The core function of the Proxy is to pseudonymize PII in your data. To pseudonymize a column, add it to columnsToPseudonymize.

columnsToPseudonymize:
  - employee_id
  - employee_email
  - manager_id

To avoid inadvertent data leakage, if a column specified to be pseudonymized is not present in the input data, the Proxy will fail with an error. This is to avoid simple column name typos resulting in data leakage.

Additional Transformations

To ease integration, the 'bulk' mode also supports a few additional common transformations that may be useful. These provide an alternative to using a separate ETL tool to transform your data, or modifying your existing data export pipelines.

Redaction

To redact a column, add it to columnsToRedact. By default, all columns present in the input data will be included in the output data, unless explicitly redacted.

columnsToRedact:
  - salary

Inclusion

Alternatively to redacting columns, you can specify columnsToInclude. If specified, only columns explicitly included will be included in the output data.

columnsToInclude:
  - employee_id
  - employee_email
  - manager_id
  - team
  - department

Renaming Columns

To rename a column, add it to columnsToRename, which is a map from original name --> desired name. Renames are applied before pseudonymization.

columnsToRename:
  termination_date: leave_date

This feature supports simple adaptation of existing data pipelines for use in Worklytics.

Record-Oriented Formats (RecordRules)

As of Oct 2023, this is a beta feature

RecordRules parses files as records, presuming the specified format. It performs transforms in order on each record to sanitize your data, and serializes the result back to the specified format.

eg.

format: NDJSON
transforms:
  - redact: "$.summary"
  - pseudonymize: "$.email"

Each transform is a map from transform type --> to a JSONPath to which the transform should be applied. The JSONPath is evaluated from the root of each record in the file.

The above example rules applies two transforms. First, it redacts $.summary - the summary field at the root at of the record object. Second, it pseudonymizes $.email - the email field at the root of the record object.

transforms itself is an ordered-list of transforms. The transforms should be applied in order.

CSV format is also supported, but in effect is converted to a simple JSON object before rules are applied; so JSON paths in transforms should all be single-level; eg, $.email to refer to the email column in the CSV.

Mixing File Formats

As of Oct 2023, this feature is in beta and may change in backwards incompatible ways

You can process multiple file formats through a single proxy instance using MultiTypeBulkDataRules.

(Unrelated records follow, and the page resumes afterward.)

use std::path::PathBuf;
use thiserror::Error;

/// Errors raised while deduplicating a single cache file
#[derive(Error, Debug)]
pub enum DedupeError {
    #[error("{}: missing header", .file.display())]
    MissingHeader { file: PathBuf },

    #[error("{}: column '{column}' not found in header", .file.display())]
    MissingColumn { file: PathBuf, column: String },

    #[error("{}: no key columns configured", .file.display())]
    NoKeyColumns { file: PathBuf },

    #[error("{}: CSV error: {source}", .file.display())]
    Csv {
        file: PathBuf,
        #[source]
        source: csv::Error,
    },

    #[error("{}: IO error: {source}", .file.display())]
    Io {
        file: PathBuf,
        #[source]
        source: std::io::Error,
    },

    #[error("scratch store {}: {source}", .store.display())]
    ScratchStore {
        store: PathBuf,
        #[source]
        source: rusqlite::Error,
    },

    #[error("{}: failed to replace original: {source}", .file.display())]
    Persist {
        file: PathBuf,
        #[source]
        source: std::io::Error,
    },
}

pub type DedupeResult<T> = Result<T, DedupeError>;

impl DedupeError {
    pub(crate) fn csv(file: impl Into<PathBuf>, source: csv::Error) -> Self {
        Self::Csv { file: file.into(), source }
    }

    pub(crate) fn io(file: impl Into<PathBuf>, source: std::io::Error) -> Self {
        Self::Io { file: file.into(), source }
    }

    pub(crate) fn store(store: impl Into<PathBuf>, source: rusqlite::Error) -> Self {
        Self::ScratchStore { store: store.into(), source }
    }

    /// True for errors caused by the file layout rather than the environment
    pub fn is_configuration_error(&self) -> bool {
        matches!(self, Self::MissingHeader { .. } | Self::MissingColumn { .. } | Self::NoKeyColumns { .. })
    }
}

These rules are structured with a field fileRules, which is a map from parameterized path template within the "input" bucket to one of the above rule types (RecordRules,ColumnarRules) to be applied to files matching that path template.

fileRules:
  /export/{week}/index_{shard}.ndjson:
    format: "NDJSON"
    transforms:
      - redact: "$.foo"
      - pseudonymize: "$.bar"
  /export/{week}/data_{shard}.csv:
    columnsToPseudonymize:
      - "email"
    delimiter: ","
    pseudonymFormat: "JSON"

Path templates are evaluated against the incoming file (object) path in order, and the first match is applied to the file. If no templates match the incoming file, it will not be processed.

Configuration

Worklytics' provided Terraform modules include default rules for expected formats for hris, survey, and badge data connectors.

If your input data does not match the expected formats, you can customize the rules in one of the following ways.

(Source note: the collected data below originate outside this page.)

pub mod model;


use anyhow::{Context, Result};
use std::path::Path;

// Re-export main types
pub use self::model::{DedupeConfig, LoggingConfig, ManagedFile, MemoryConfig, Strategy};

use crate::constants::*;

impl DedupeConfig {
    pub fn from_file<P: AsRef<Path>>(path: P) -> Result<Self> {
        let path = path.as_ref();
        let content = std::fs::read_to_string(path)
            .with_context(|| format!("Failed to read config file {}", path.display()))?;
        let config: Self = serde_json::from_str(&content)
            .with_context(|| format!("Failed to parse config file {}", path.display()))?;
        config.validate()?;
        Ok(config)
    }

    pub fn to_file<P: AsRef<Path>>(&self, path: P) -> Result<()> {
        let content = serde_json::to_string_pretty(self)?;
        std::fs::write(path, content)?;
        Ok(())
    }

    pub fn validate(&self) -> Result<()> {
        if self.files.is_empty() {
            anyhow::bail!("at least one managed file must be configured");
        }

        for file in &self.files {
            if file.name.trim().is_empty() {
                anyhow::bail!("managed file name cannot be empty");
            }

            if file.key_columns.is_empty() {
                anyhow::bail!("{}: key_columns cannot be empty", file.name);
            }

            if file.key_columns.iter().any(|c| c.trim().is_empty()) {
                anyhow::bail!("{}: key column names cannot be blank", file.name);
            }

            if file.batch_size < MIN_BATCH_SIZE || file.batch_size > MAX_BATCH_SIZE {
                anyhow::bail!(
                    "{}: batch_size must be between {} and {}",
                    file.name, MIN_BATCH_SIZE, MAX_BATCH_SIZE
                );
            }
        }

        if self.memory.max_ram_usage_percent == 0
            || self.memory.max_ram_usage_percent > MAX_RAM_USAGE_PERCENT
        {
            anyhow::bail!(
                "max_ram_usage_percent must be between 1 and {}",
                MAX_RAM_USAGE_PERCENT
            );
        }

        if !matches!(self.logging.verbosity.as_str(), "silent" | "normal" | "verbose") {
            anyhow::bail!("verbosity must be 'silent', 'normal', or 'verbose'");
        }

        Ok(())
    }
}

NOTE: The configuration approaches described below utilized Terraform variables as provided by our gcp and aws template examples. Other examples may not support these variables; please consult the variables.tf at the root of your configuration. If you are directly using Worklytics' Terraform modules, you can consult the variables.tf in the module directory to see if these variables are exposed.

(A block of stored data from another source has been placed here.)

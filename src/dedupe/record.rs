use csv::StringRecord;
use std::path::Path;
use crate::constants::ID_COLUMN;
use crate::error::{DedupeError, DedupeResult};

/// Normalized key values of one row, compared for exact equality
#[derive(Debug, Clone, PartialEq, Eq, Hash)]
pub struct DedupKey(Vec<String>);

impl DedupKey {
    pub fn from_values<'a, I>(values: I) -> Self
    where
        I: IntoIterator<Item = &'a str>,
    {
        Self(values.into_iter().map(normalize_cell).collect())
    }

    pub fn values(&self) -> &[String] {
        &self.0
    }
}

/// Trim surrounding whitespace and fold case
pub fn normalize_cell(value: &str) -> String {
    value.trim().to_lowercase()
}

/// Column positions resolved once from a file's header
#[derive(Debug, Clone)]
pub struct HeaderLayout {
    column_count: usize,
    key_indices: Vec<usize>,
    id_index: usize,
}

impl HeaderLayout {
    pub fn resolve(file: &Path, header: &StringRecord, key_columns: &[String]) -> DedupeResult<Self> {
        if header.is_empty() || header.iter().all(|name| name.trim().is_empty()) {
            return Err(DedupeError::MissingHeader { file: file.to_path_buf() });
        }

        if key_columns.is_empty() {
            return Err(DedupeError::NoKeyColumns { file: file.to_path_buf() });
        }

        let position = |column: &str| {
            header
                .iter()
                .position(|name| name == column)
                .ok_or_else(|| DedupeError::MissingColumn {
                    file: file.to_path_buf(),
                    column: column.to_string(),
                })
        };

        let key_indices = key_columns
            .iter()
            .map(|column| position(column))
            .collect::<DedupeResult<Vec<_>>>()?;
        let id_index = position(ID_COLUMN)?;

        Ok(Self {
            column_count: header.len(),
            key_indices,
            id_index,
        })
    }

    pub fn column_count(&self) -> usize {
        self.column_count
    }

    pub fn key_indices(&self) -> &[usize] {
        &self.key_indices
    }

    pub fn id_index(&self) -> usize {
        self.id_index
    }

    pub fn key_of(&self, record: &StringRecord) -> DedupKey {
        DedupKey::from_values(self.key_indices.iter().map(|&i| record.get(i).unwrap_or("")))
    }

    pub fn key_of_cells(&self, cells: &[String]) -> DedupKey {
        DedupKey::from_values(
            self.key_indices
                .iter()
                .map(|&i| cells.get(i).map(String::as_str).unwrap_or("")),
        )
    }

    /// Copy of `record` with the id column set to `id`
    pub fn with_id(&self, record: &StringRecord, id: usize) -> StringRecord {
        let id = id.to_string();
        record
            .iter()
            .enumerate()
            .map(|(i, value)| if i == self.id_index { id.as_str() } else { value })
            .collect()
    }
}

Custom Rules of Predefined Bulk Connector (preferred)

You can override the rules used by the predefined bulk connectors (eg hris, survey, badge) by filling the custom_bulk_connector_rules variable in your Terraform configuration.

This variable is a map from connector ID --> rules, with the rules encoded in HCL format (rather than YAML as shown above). An illustrative example:

custom_bulk_connector_rules = {
  hris = {
    pseudonymFormat = "URL_SAFE_TOKEN"
    columnsToRename = {
      termination_date = "leave_date"
    }
    columnsToPseudonymize = [
      "employee_id",
      "employee_email",
      "manager_id"
    ]
    columnsToRedact = [
      "salary"
    ]
  }
}

This approach ONLY supports ColumnarRules

Custom Bulk Connector

Rather than enabling one of the predefined bulk connectors providing in the worklytics-connector-specs Terraform module, you can specify a custom connector from scratch, including your own rules.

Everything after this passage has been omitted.